ChatGPT Health misses urgent medical crises over 50% of the time

According to new research published in Nature Medicine, ChatGPT Health (OpenAI’s dedicated AI-driven chatbot that’s “designed for health and wellness,” which launched earlier this year) repeatedly failed to identify medical emergencies that required immediate medical attention, reports The Guardian.
Lead researcher Dr.

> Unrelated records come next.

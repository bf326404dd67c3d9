//! Rollback to an earlier snapshot when the upstream diverges.
//!
//! For each slice of each matching instance the engine picks the newest
//! retained snapshot not beyond the upstream's reported position, reverts the
//! slice to it, and tracks the minimum restart timestamp across slices. When
//! no usable snapshot exists anywhere, every instance in the keyspace/stream
//! is reverted to empty uniformly. The computed restart timestamp is then
//! validated against the upstream failover log.

use std::sync::Arc;
use std::time::Duration;

use async_trait::async_trait;

use kestrel_common::timestamp::TsVector;
use kestrel_common::types::{InstanceId, KeyspaceId, PartitionId, StreamId};
use kestrel_common::KestrelResult;

use crate::context::{CoreContext, PartitionMap};
use crate::slice::{Slice, SnapshotInfo};

/// Per-vb branch history of the upstream source, newest entry first.
#[derive(Debug, Clone, Default)]
pub struct FailoverLog {
    /// `vbs[vb]` is a list of `(vbuuid, start_seqno)` pairs, newest first.
    pub vbs: Vec<Vec<(u64, u64)>>,
}

impl FailoverLog {
    /// The vbuuid of the oldest recorded branch covering `seq` for `vb`, or
    /// `None` when the log has no entry at or below that position.
    pub fn lowest_vbuuid(&self, vb: usize, seq: u64) -> Option<u64> {
        let entries = self.vbs.get(vb)?;
        entries
            .iter()
            .rev()
            .find(|(_, start)| *start <= seq)
            .map(|(vbuuid, _)| *vbuuid)
    }
}

/// Upstream failover-log fetch, implemented by the cluster adapter.
#[async_trait]
pub trait FailoverLogProvider: Send + Sync {
    async fn failover_log(&self, bucket: &str, num_vbuckets: usize) -> KestrelResult<FailoverLog>;
}

/// Outcome of rolling back one instance.
pub enum InstanceRollback {
    /// All slices reverted; carries the minimum restart timestamp so far.
    RestartAt(TsVector),
    /// At least one slice had no usable snapshot; everything must restart
    /// from empty.
    Zero,
}

/// Roll back every slice of `partn_map`, folding the minimum restart
/// timestamp into `min_restart`.
pub async fn rollback_instance(
    inst_id: InstanceId,
    partn_map: &PartitionMap,
    rollback_ts: &TsVector,
    mut min_restart: Option<TsVector>,
) -> KestrelResult<InstanceRollback> {
    // A zero seqno means the upstream asked for a complete rewind of some vb,
    // usually a vbuuid mismatch; older snapshots are then worth retrying, so
    // successful picks are remembered per slice.
    let mark_as_used = rollback_ts.has_zero_seq_num();

    for (partn_id, partn) in partn_map.iter() {
        for slice in &partn.slices {
            let pick = find_rollback_snapshot(slice.as_ref(), rollback_ts).await?;
            match rollback_to_snapshot(inst_id, *partn_id, slice.as_ref(), pick, mark_as_used).await? {
                None => return Ok(InstanceRollback::Zero),
                Some(restart) => {
                    let lower = match &min_restart {
                        Some(min) => !restart.equal_or_greater(min, false),
                        None => true,
                    };
                    if lower {
                        min_restart = Some(restart);
                    }
                }
            }
        }
    }

    match min_restart {
        Some(ts) => Ok(InstanceRollback::RestartAt(ts)),
        // No partitions at all behaves like nothing to revert.
        None => Ok(InstanceRollback::Zero),
    }
}

/// Choose the snapshot a slice should revert to, or `None` for
/// rollback-to-zero.
pub async fn find_rollback_snapshot(
    slice: &dyn Slice,
    rollback_ts: &TsVector,
) -> KestrelResult<Option<SnapshotInfo>> {
    let infos = slice.get_snapshots().await?;

    // The upstream cannot restart a stream from an incomplete
    // out-of-sequence-order snapshot.
    if infos.iter().any(|i| i.is_oso()) {
        return Ok(None);
    }

    if rollback_ts.has_zero_seq_num() {
        let last_used = slice.last_rollback_ts();
        let latest = infos.first().cloned();
        match (latest, last_used) {
            (None, _) => Ok(None),
            (latest @ Some(_), None) => {
                tracing::info!(slice = %slice.id(), "no prior rollback position, using latest snapshot");
                Ok(latest)
            }
            (Some(_), Some(last)) => {
                // The previous pick did not stick; try the next older one.
                for (i, info) in infos.iter().enumerate() {
                    if last.equal(&info.ts) {
                        if let Some(next) = infos.get(i + 1) {
                            tracing::info!(slice = %slice.id(), next = %next,
                                "discarding already used snapshot, trying next older");
                            return Ok(Some(next.clone()));
                        }
                        tracing::info!(slice = %slice.id(),
                            "no snapshot older than last used, reverting to zero");
                        return Ok(None);
                    }
                }
                Ok(None)
            }
        }
    } else {
        // Newest snapshot not beyond the rollback point on any vb.
        Ok(infos
            .into_iter()
            .find(|info| rollback_ts.equal_or_greater(&info.ts, false)))
    }
}

/// Revert one slice. Returns the restart timestamp, or `None` after a
/// rollback to zero.
pub async fn rollback_to_snapshot(
    inst_id: InstanceId,
    partn_id: PartitionId,
    slice: &dyn Slice,
    pick: Option<SnapshotInfo>,
    mark_as_used: bool,
) -> KestrelResult<Option<TsVector>> {
    match pick {
        Some(info) => {
            slice.rollback(&info).await?;
            tracing::info!(inst = %inst_id, partition = %partn_id, slice = %slice.id(),
                snapshot = %info, "rolled back slice to snapshot");
            if mark_as_used {
                slice.set_last_rollback_ts(Some(info.ts.clone()));
            }
            Ok(Some(info.ts))
        }
        None => {
            slice.rollback_to_zero().await?;
            tracing::info!(inst = %inst_id, partition = %partn_id, slice = %slice.id(),
                "rolled back slice to zero");
            slice.set_last_rollback_ts(None);
            Ok(None)
        }
    }
}

/// Revert every matching instance to empty (uniform restart).
pub async fn rollback_all_to_zero(
    ctx: &CoreContext,
    stream: StreamId,
    keyspace: &KeyspaceId,
) -> KestrelResult<()> {
    tracing::info!(%stream, %keyspace, "rolling all instances back to zero");
    let instances = ctx.instances();
    let partitions = ctx.partitions();
    for (inst_id, partn_map) in partitions.iter() {
        let Some(inst) = instances.get(inst_id) else {
            continue;
        };
        if !inst.matches_stream(stream, keyspace) {
            continue;
        }
        for (partn_id, partn) in partn_map.iter() {
            for slice in &partn.slices {
                rollback_to_snapshot(*inst_id, *partn_id, slice.as_ref(), None, false).await?;
            }
        }
    }
    Ok(())
}

/// Validate the restart timestamp against the upstream failover log.
///
/// For each vb, when the log's lowest recorded vbuuid covering the chosen
/// seqno is non-zero and differs from ours, the log wins: the upstream may
/// have lost the branch we remember. Fetch failures retry with a 1-second
/// backoff up to `retries`; when all attempts fail the timestamp is returned
/// unvalidated.
pub async fn validate_restart_ts(
    provider: &dyn FailoverLogProvider,
    keyspace: &KeyspaceId,
    mut restart_ts: TsVector,
    retries: u32,
) -> TsVector {
    let bucket = keyspace.bucket().to_string();
    for attempt in 1..=retries.max(1) {
        match provider.failover_log(&bucket, restart_ts.num_vbuckets()).await {
            Ok(flog) => {
                for vb in 0..restart_ts.num_vbuckets() {
                    let seq = restart_ts.seqnos[vb];
                    if let Some(lowest) = flog.lowest_vbuuid(vb, seq) {
                        if lowest != 0 && lowest != restart_ts.vbuuids[vb] {
                            tracing::info!(
                                bucket, vb, seq,
                                from = restart_ts.vbuuids[vb],
                                to = lowest,
                                "replacing restart vbuuid from failover log"
                            );
                            restart_ts.vbuuids[vb] = lowest;
                        }
                    }
                }
                return restart_ts;
            }
            Err(e) => {
                tracing::warn!(bucket, attempt, error = %e, "failover log fetch failed, retrying");
                tokio::time::sleep(Duration::from_secs(1)).await;
            }
        }
    }
    tracing::error!(bucket, "upstream unavailable, restart timestamp left unvalidated");
    restart_ts
}

/// Provider used where no upstream is wired in; always returns an empty log.
pub struct NoopFailoverLog;

#[async_trait]
impl FailoverLogProvider for NoopFailoverLog {
    async fn failover_log(&self, _bucket: &str, num_vbuckets: usize) -> KestrelResult<FailoverLog> {
        Ok(FailoverLog {
            vbs: vec![Vec::new(); num_vbuckets],
        })
    }
}

/// Convenience wrapper: shared provider handle.
pub type SharedFailoverLog = Arc<dyn FailoverLogProvider>;

#[cfg(test)]
mod tests {
    use super::*;
    use crate::mem::MemSlice;
    use kestrel_common::timestamp::SnapshotType;
    use kestrel_common::types::SliceId;

    fn ts(seqnos: &[u64], snap_type: SnapshotType) -> TsVector {
        let mut t = TsVector::new(KeyspaceId::new("b"), seqnos.len());
        t.seqnos = seqnos.to_vec();
        t.snap_type = snap_type;
        t
    }

    fn seeded_slice(seqs: &[u64]) -> std::sync::Arc<MemSlice> {
        let slice = MemSlice::new(SliceId(0));
        // Seed oldest-to-newest; the slice keeps newest first.
        for s in seqs {
            slice.seed_snapshot(SnapshotInfo {
                ts: ts(&[*s], SnapshotType::Disk),
                committed: true,
            });
        }
        slice
    }

    #[test]
    fn test_failover_log_lowest_vbuuid() {
        let flog = FailoverLog {
            vbs: vec![vec![(30, 100), (20, 50), (10, 0)]],
        };
        // Oldest branch covering the seqno wins.
        assert_eq!(flog.lowest_vbuuid(0, 10), Some(10));
        assert_eq!(flog.lowest_vbuuid(0, 60), Some(10));
        assert_eq!(flog.lowest_vbuuid(0, 200), Some(10));
        assert_eq!(flog.lowest_vbuuid(1, 10), None);
    }

    #[tokio::test]
    async fn test_pick_newest_not_beyond_rollback_point() {
        let slice = seeded_slice(&[10, 20, 30]);
        let pick = find_rollback_snapshot(slice.as_ref(), &ts(&[22], SnapshotType::Disk))
            .await
            .unwrap()
            .unwrap();
        assert_eq!(pick.ts.seqnos, vec![20]);
    }

    #[tokio::test]
    async fn test_oso_snapshot_forces_zero() {
        let slice = MemSlice::new(SliceId(0));
        slice.seed_snapshot(SnapshotInfo {
            ts: ts(&[10], SnapshotType::DiskOso),
            committed: true,
        });
        slice.seed_snapshot(SnapshotInfo {
            ts: ts(&[20], SnapshotType::Disk),
            committed: true,
        });
        let pick = find_rollback_snapshot(slice.as_ref(), &ts(&[25], SnapshotType::Disk))
            .await
            .unwrap();
        assert!(pick.is_none());
    }

    #[tokio::test]
    async fn test_zero_seqno_uses_latest_when_unmarked() {
        let slice = seeded_slice(&[10, 20]);
        let pick = find_rollback_snapshot(slice.as_ref(), &ts(&[0], SnapshotType::Disk))
            .await
            .unwrap()
            .unwrap();
        assert_eq!(pick.ts.seqnos, vec![20]);
    }

    #[tokio::test]
    async fn test_zero_seqno_steps_past_last_used() {
        let slice = seeded_slice(&[10, 20]);
        slice.set_last_rollback_ts(Some(ts(&[20], SnapshotType::Disk)));
        let pick = find_rollback_snapshot(slice.as_ref(), &ts(&[0], SnapshotType::Disk))
            .await
            .unwrap()
            .unwrap();
        assert_eq!(pick.ts.seqnos, vec![10]);

        // Nothing older than the oldest used snapshot: revert to zero.
        slice.set_last_rollback_ts(Some(ts(&[10], SnapshotType::Disk)));
        let pick = find_rollback_snapshot(slice.as_ref(), &ts(&[0], SnapshotType::Disk))
            .await
            .unwrap();
        assert!(pick.is_none());
    }

    #[tokio::test]
    async fn test_rollback_to_snapshot_marks_last_used() {
        let slice = seeded_slice(&[10, 20]);
        let info = SnapshotInfo {
            ts: ts(&[10], SnapshotType::Disk),
            committed: true,
        };
        let restart = rollback_to_snapshot(
            InstanceId(1),
            PartitionId(0),
            slice.as_ref(),
            Some(info),
            true,
        )
        .await
        .unwrap()
        .unwrap();
        assert_eq!(restart.seqnos, vec![10]);
        assert_eq!(slice.last_rollback_ts().unwrap().seqnos, vec![10]);
    }

    #[tokio::test]
    async fn test_rollback_to_zero_clears_last_used() {
        let slice = seeded_slice(&[10]);
        slice.set_last_rollback_ts(Some(ts(&[10], SnapshotType::Disk)));
        let restart =
            rollback_to_snapshot(InstanceId(1), PartitionId(0), slice.as_ref(), None, false)
                .await
                .unwrap();
        assert!(restart.is_none());
        assert!(slice.last_rollback_ts().is_none());
        assert_eq!(slice.rollback_to_zero_count(), 1);
    }

    struct FixedFlog(FailoverLog);

    #[async_trait]
    impl FailoverLogProvider for FixedFlog {
        async fn failover_log(&self, _bucket: &str, _n: usize) -> KestrelResult<FailoverLog> {
            Ok(self.0.clone())
        }
    }

    #[tokio::test]
    async fn test_validate_restart_ts_substitutes_vbuuid() {
        let provider = FixedFlog(FailoverLog {
            vbs: vec![vec![(77, 0)], vec![(88, 0)]],
        });
        let mut restart = ts(&[5, 5], SnapshotType::Disk);
        restart.vbuuids = vec![77, 12];
        let validated = validate_restart_ts(&provider, &KeyspaceId::new("b"), restart, 3).await;
        // vb0 matches the log; vb1 is replaced by the log's branch.
        assert_eq!(validated.vbuuids, vec![77, 88]);
    }
}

Ashwin Ramaswamy, along with his colleagues, created “60 realistic patient scenarios covering health conditions from mild illnesses to emergencies,” which were reviewed by independent doctors based on established clinical guidelines.
In 51.6% of the cases where patients should’ve been sent to the hospital for emergency care, they were instead advised to stay home and/or book a regular doctor’s appointment.
ChatGPT Health performed well enough in clear-cut emergency situations, such as in the case of strokes and severe allergic reactions, it didn’t fare so well when symptoms were more complex and weren’t yet emergencies but could become life-threatening very quickly.
“If you’re experiencing respiratory failure or diabetic ketoacidosis, you have a 50/50 chance of this AI telling you it’s not a big deal,” said doctoral researcher Alex Ruani. “Eight times out of 10, [ChatGPT Health] sent a suffocating woman to a future appointment she would not live to see. […] Meanwhile, 64.8% of completely safe individuals were told to seek immediate medical care.”
OpenAI told The Guardian that these results don’t reflect how the service is normally used and that the model is continuously refined.